Kobe University professor Yasuo Takeuchi uses remarkable subterranean detectors to hunt the hidden forces holding galaxies together
Yasuo Takeuchi’s first visit to the Kamioka Observatory, nestled deep in the mountains near Hida, central Japan, was initially confronting. Squeezed into a small truck alongside construction workers, the then-graduate student was struck by the remoteness of this former zinc mine, as he travelled 1,000 meters below the Earth’s surface. But his mood quickly changed when he reached his destination: an enormous chamber that would be transformed to the heart of the Super-Kamiokande project for spotting extraterrestrial neutrino particles.
“I was impressed when I saw the cavity — the space was huge, just huge,” recalls Takeuchi. “When I realized how large a detector could be built in this space, I was really excited.”
The 1990 trip encouraged Takeuchi to join international efforts to track down exotic dark matter particles that take up an estimated 25 per cent of our Universe’s mass, but cannot be observed with conventional telescopes. Now, as chair of Kobe University’s Department of Physics, he is training the next generation of scientists in specialized techniques for detecting subatomic particles.
Beyond the ordinary
The central core of the Sun is a nuclear fusion reactor that transforms protons into energy, charged particles, and electrically neutral neutrinos. Even though many billions of neutrinos pass through the Earth every second, they only interact with other particles through the so-called ‘weak’ nuclear force that is many times smaller than standard electromagnetic interactions. The only way to see them is inside massive tanks of ultra-pure liquids, buried deep underground to avoid interference from cosmic rays and other background radiation. Occasional collisions between neutrinos and atoms inside the liquids can eject electrons that help identify the particle’s direction and nature.
For the Super-Kamiokande-I experimental phase from 1996 to 2001, Takeuchi was a major developer of techniques to analyze low-energy neutrinos and purify almost 50 million kilograms of water inside the underground detector1. In 1998, the experiments proved that neutrinos oscillated into different elementary species, or flavors, after being ejected from the Sun2. The changes in neutrino flavors proved they had mass — a stunning challenge to the ‘Standard Model’ used by particle physicists to understand all forms of matter and energy, because this theory had assumed neutrinos to be massless.
“Today, research into neutrinos can help us consider what physics exist beyond the Standard Model,” says Takeuchi. “This is key to extending our knowledge of elementary particle physics.”
Dark matter drift
Super-Kamiokande’s observation of neutrino mass also showed they were too light to be the primary component of dark matter. Instead, physicists now theorize that subatomic particles left over from the Big Bang, named WIMPs (weakly interacting massive particles), might be the missing components of dark matter. Takeuchi has spurred efforts to construct another detector in the Kamioka mine, known as XMASS, that uses a one-ton tank of liquid xenon cooled to -100°C to observe collisions between WIMPs and the frigid noble gas.

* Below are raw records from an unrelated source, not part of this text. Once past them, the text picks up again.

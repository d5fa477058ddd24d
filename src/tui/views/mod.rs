//! One view per wizard screen.

mod final_report;
mod home;
mod layer;

pub use final_report::render_final_report;
pub use home::render_home;
pub use layer::render_layer;
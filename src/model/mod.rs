//! Reference data model.
//!
//! Layers, checks, radar points, findings, and the catalog that holds the
//! four layers in review order. Everything here is immutable once built.

mod catalog;
mod layer;

pub use catalog::{Catalog, LAYER_COUNT};
pub use layer::{
    Check, CheckStatus, Finding, LayerKind, LayerRecord, MAX_SCORE, RadarPoint, Recommendation,
    Severity,
};
//! Output handling for reports.

use anyhow::{Context, Result};
use std::io::IsTerminal;
use std::path::PathBuf;

/// Process exit codes
pub mod exit_codes {
    /// Success
    pub const SUCCESS: i32 = 0;
    /// Overall score is below `--min-score`
    pub const BELOW_MIN_SCORE: i32 = 1;
    /// An error occurred
    pub const ERROR: i32 = 3;
}

/// Target for output - either stdout or a file
#[derive(Debug, Clone)]
pub enum OutputTarget {
    /// Write to stdout
    Stdout,
    /// Write to a file
    File(PathBuf),
}

impl OutputTarget {
    /// Create output target from optional path
    #[must_use]
    pub fn from_option(path: Option<PathBuf>) -> Self {
        path.map_or(Self::Stdout, Self::File)
    }

    /// Check if output is to a terminal
    #[must_use]
    pub fn is_terminal(&self) -> bool {
        matches!(self, Self::Stdout) && std::io::stdout().is_terminal()
    }
}

/// Determine if color should be used based on flags and environment
#[must_use]
pub fn should_use_color(no_color_flag: bool) -> bool {
    !no_color_flag && std::env::var("NO_COLOR").is_err()
}

/// Write output to the target (stdout or file)
pub fn write_output(content: &str, target: &OutputTarget, quiet: bool) -> Result<()> {
    match target {
        OutputTarget::Stdout => {
            print!("{content}");
            if !content.ends_with('\n') {
                println!();
            }
            Ok(())
        }
        OutputTarget::File(path) => {
            std::fs::write(path, content)
                .with_context(|| format!("Failed to write output to {}", path.display()))?;
            if !quiet {
                tracing::info!("Report written to {}", path.display());
            }
            Ok(())
        }
    }
}

#[cfg(test)]
mod tests {
    use super::*;
    use tempfile::TempDir;

    #[test]
    fn test_exit_codes_values() {
        assert_eq!(exit_codes::SUCCESS, 0);
        assert_eq!(exit_codes::BELOW_MIN_SCORE, 1);
        assert_eq!(exit_codes::ERROR, 3);
    }

    #[test]
    fn test_output_target_from_option() {
        assert!(matches!(OutputTarget::from_option(None), OutputTarget::Stdout));
        let path = PathBuf::from("report.md");
        match OutputTarget::from_option(Some(path.clone())) {
            OutputTarget::File(p) => assert_eq!(p, path),
            OutputTarget::Stdout => panic!("Expected File variant"),
        }
        assert!(!OutputTarget::File(path).is_terminal());
    }

    #[test]
    fn test_should_use_color_with_flag() {
        assert!(!should_use_color(true));
    }

    #[test]
    fn test_should_use_color_without_flag() {
        let expected = std::env::var("NO_COLOR").is_err();
        assert_eq!(should_use_color(false), expected);
    }

    #[test]
    fn test_write_output_to_file() {
        let tmp = TempDir::new().unwrap();
        let path = tmp.path().join("out.txt");
        write_output("hello", &OutputTarget::File(path.clone()), true).unwrap();
        assert_eq!(std::fs::read_to_string(path).unwrap(), "hello");
    }

    #[test]
    fn test_write_output_missing_dir_fails() {
        let tmp = TempDir::new().unwrap();
        let path = tmp.path().join("missing").join("out.txt");
        let err = write_output("x", &OutputTarget::File(path), true).unwrap_err();
        assert!(err.to_string().starts_with("Failed to write output to"));
    }
}
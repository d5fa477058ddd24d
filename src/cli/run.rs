//! Run command handler.
//!
//! Implements the `run` subcommand: the interactive compliance wizard.

use super::output::exit_codes;
use crate::config::TuiConfig;
use crate::model::Catalog;
use crate::tui::{App, Theme, run_tui, set_theme};
use crate::wizard::Navigator;
use anyhow::{Context, Result};

/// Run the interactive wizard until the user quits.
///
/// `file` pre-selects a document, skipping the upload prompt. With
/// `use_color` off the high-contrast scheme replaces the configured theme.
pub fn run_wizard(
    catalog: Catalog,
    tui: &TuiConfig,
    use_color: bool,
    file: Option<&str>,
) -> Result<i32> {
    let theme = wizard_theme(tui, use_color);
    tracing::debug!("Starting wizard with theme {}", theme.name);
    set_theme(theme);

    let mut app = App::new(Navigator::new(catalog)).with_export_dir(tui.export_dir.clone());
    if let Some(file) = file {
        app = app.with_file(file);
    }

    run_tui(&mut app, tui.tick_rate_ms).context("terminal error while running the wizard")?;
    Ok(exit_codes::SUCCESS)
}

fn wizard_theme(tui: &TuiConfig, use_color: bool) -> Theme {
    if use_color {
        Theme::from_name(&tui.theme)
    } else {
        Theme::high_contrast()
    }
}

#[cfg(test)]
mod tests {
    use super::*;

    #[test]
    fn test_wizard_theme_follows_config() {
        let tui = TuiConfig {
            theme: "light".to_string(),
            ..TuiConfig::default()
        };
        assert_eq!(wizard_theme(&tui, true).name, "light");
    }

    #[test]
    fn test_no_color_forces_high_contrast() {
        let tui = TuiConfig {
            theme: "light".to_string(),
            ..TuiConfig::default()
        };
        assert_eq!(wizard_theme(&tui, false).name, "high-contrast");
        assert_eq!(wizard_theme(&TuiConfig::default(), false).name, "high-contrast");
    }
}
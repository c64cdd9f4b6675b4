//! Error types for the append-only page store.

use std::io;

use snafu::Snafu;

use crate::config::ConfigError;

/// Page identifier type.
///
/// Ids are assigned sequentially by appends, starting at zero.
pub type PageId = u64;

/// Result type alias for store operations.
pub type Result<T> = std::result::Result<T, Error>;

/// Errors that can occur during store operations.
#[derive(Debug, Snafu)]
#[snafu(visibility(pub(crate)))]
pub enum Error {
    /// I/O error from the underlying storage backend.
    #[snafu(display("I/O error: {source}"))]
    Io {
        /// The underlying I/O error.
        source: io::Error,
    },

    /// A page id at or beyond the current page count was requested.
    #[snafu(display("Page {page_id} out of range (page count {page_count})"))]
    OutOfRange {
        /// The requested page.
        page_id: PageId,
        /// Page count at the time of the request.
        page_count: u64,
    },

    /// A page could not be decoded as the expected structure.
    #[snafu(display("Corrupt page {page_id}: {reason}"))]
    CorruptPage {
        /// The offending page.
        page_id: PageId,
        /// Description of what was wrong.
        reason: String,
    },

    /// Data does not fit into the page-size budget.
    #[snafu(display("Capacity exceeded: needed {needed} bytes, {available} available"))]
    CapacityExceeded {
        /// Bytes or entries required.
        needed: usize,
        /// Bytes or entries available.
        available: usize,
    },

    /// A key argument did not have the tree's fixed key size.
    #[snafu(display("Key size mismatch: expected {expected} bytes, found {found}"))]
    KeySizeMismatch {
        /// The tree's key size.
        expected: usize,
        /// Length of the supplied key.
        found: usize,
    },

    /// A value argument did not have the tree's fixed value size.
    #[snafu(display("Value size mismatch: expected {expected} bytes, found {found}"))]
    ValueSizeMismatch {
        /// The tree's value size.
        expected: usize,
        /// Length of the supplied value.
        found: usize,
    },

    /// Store configuration was rejected.
    #[snafu(display("Configuration error: {source}"))]
    Config {
        /// The validation failure.
        source: ConfigError,
    },
}

impl From<io::Error> for Error {
    fn from(source: io::Error) -> Self {
        Error::Io { source }
    }
}

impl From<ConfigError> for Error {
    fn from(source: ConfigError) -> Self {
        Error::Config { source }
    }
}
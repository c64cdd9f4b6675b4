//! Storage backend abstraction for the page store.
//!
//! A backend is an append-only sequence of fixed-size pages. Page `i` always
//! holds the bytes written by the append that created it; nothing is ever
//! overwritten. The only mutation is [`StorageBackend::append_pages`], which
//! either makes every buffer of the batch visible or none of them.
//!
//! Three implementations ship with the store:
//! - [`FileBackend`]: positional I/O on a raw page file
//! - [`MmapBackend`]: same file layout, reads served from a memory map
//! - [`InMemoryBackend`]: a vector of pages, for tests and scratch stores
//!
//! # File layout
//!
//! Page files carry no header: page `i` lives at byte offset `i * page_size`
//! and the page count is `file_len / page_size`. A trailing partial page can
//! only come from an append that was interrupted, so on open it is ignored
//! and the next append overwrites it.

mod file;
mod memory;
mod mmap;

use std::sync::Arc;

pub use file::FileBackend;
pub use memory::InMemoryBackend;
pub use mmap::MmapBackend;

use crate::error::{Error, PageId, Result};

/// Storage backend trait for abstracting page I/O.
pub trait StorageBackend: Send + Sync {
    /// Returns the page size for this backend.
    fn page_size(&self) -> usize;

    /// Returns the number of committed pages.
    fn page_count(&self) -> u64;

    /// Reads a committed page by its ID.
    ///
    /// # Errors
    ///
    /// Returns `Error::OutOfRange` if `page_id >= page_count()`.
    /// Returns `Error::Io` if the read fails.
    fn read_page(&self, page_id: PageId) -> Result<Arc<[u8]>>;

    /// Appends `pages` as consecutive new pages and returns the id of the first.
    ///
    /// `page_count()` advances only after every buffer has been written.
    ///
    /// # Errors
    ///
    /// Returns `Error::CapacityExceeded` if a buffer is not exactly one page.
    /// Returns `Error::Io` if the write fails; the page count is then unchanged.
    fn append_pages(&self, pages: &[Arc<[u8]>]) -> Result<PageId>;

    /// Flushes all appended pages to durable storage.
    ///
    /// # Errors
    ///
    /// Returns `Error::Io` if the sync fails.
    fn sync(&self) -> Result<()>;

    /// Calculates the byte offset for a page ID.
    fn page_offset(&self, page_id: PageId) -> u64 {
        page_id * self.page_size() as u64
    }
}

impl<B: StorageBackend + ?Sized> StorageBackend for Arc<B> {
    fn page_size(&self) -> usize {
        (**self).page_size()
    }

    fn page_count(&self) -> u64 {
        (**self).page_count()
    }

    fn read_page(&self, page_id: PageId) -> Result<Arc<[u8]>> {
        (**self).read_page(page_id)
    }

    fn append_pages(&self, pages: &[Arc<[u8]>]) -> Result<PageId> {
        (**self).append_pages(pages)
    }

    fn sync(&self) -> Result<()> {
        (**self).sync()
    }
}

/// Rejects any buffer in `pages` that is not exactly `page_size` bytes.
fn check_page_sizes(pages: &[Arc<[u8]>], page_size: usize) -> Result<()> {
    match pages.iter().find(|p| p.len() != page_size) {
        Some(bad) => Err(Error::CapacityExceeded { needed: bad.len(), available: page_size }),
        None => Ok(()),
    }
}

/// Returns `OutOfRange` unless `page_id < page_count`.
fn check_in_range(page_id: PageId, page_count: u64) -> Result<()> {
    if page_id >= page_count {
        return Err(Error::OutOfRange { page_id, page_count });
    }
    Ok(())
}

One intriguing aspect of the XMASS experiments lies in the fact that dark matter is usually assumed to be static, while our spiral-shaped Milky Way Galaxy is constantly rotating. “Therefore we should feel a wind of dark matter on the Earth,” explains Takeuchi. He and his team are currently investigating how the Earth’s seasonal variations might affect this dark matter drift, in collaboration with Kentaro Miuchi from Kobe University, who manages a direction-sensitive detector at the Kamioka Observatory known as the NEWAGE experiment.
Although academic business and undergraduate teaching take up a significant proportion of Takeuchi’s schedule, he still makes time to stay on the front line of dark matter and neutrino research. He organized the recent International Workshop on Dark Matter Searches at the Kobe University Brussels European Centre in November 2014; and is developing an automated calibration system for the planned Hyper-Kamiokande detector, designed to be 25 times larger than the Super version.
“Improving the sensitivity of the underground experiments is what we need to push our research forward,” says Takeuchi. “Direct detection of dark matter could sharply clarify understandings of our very nature.”
- 1.Hosaka, J. et al. Solar neutrino measurements in Super-Kamiokande-I. Physical Review D 73, 112001 (2006).
- 2. Fukuda, Y. et. al. Measurements of the solar neutrino flux from Super-Kamiokande’s first 300 days. Physical Review Letters 81, 1158–1162 (1998).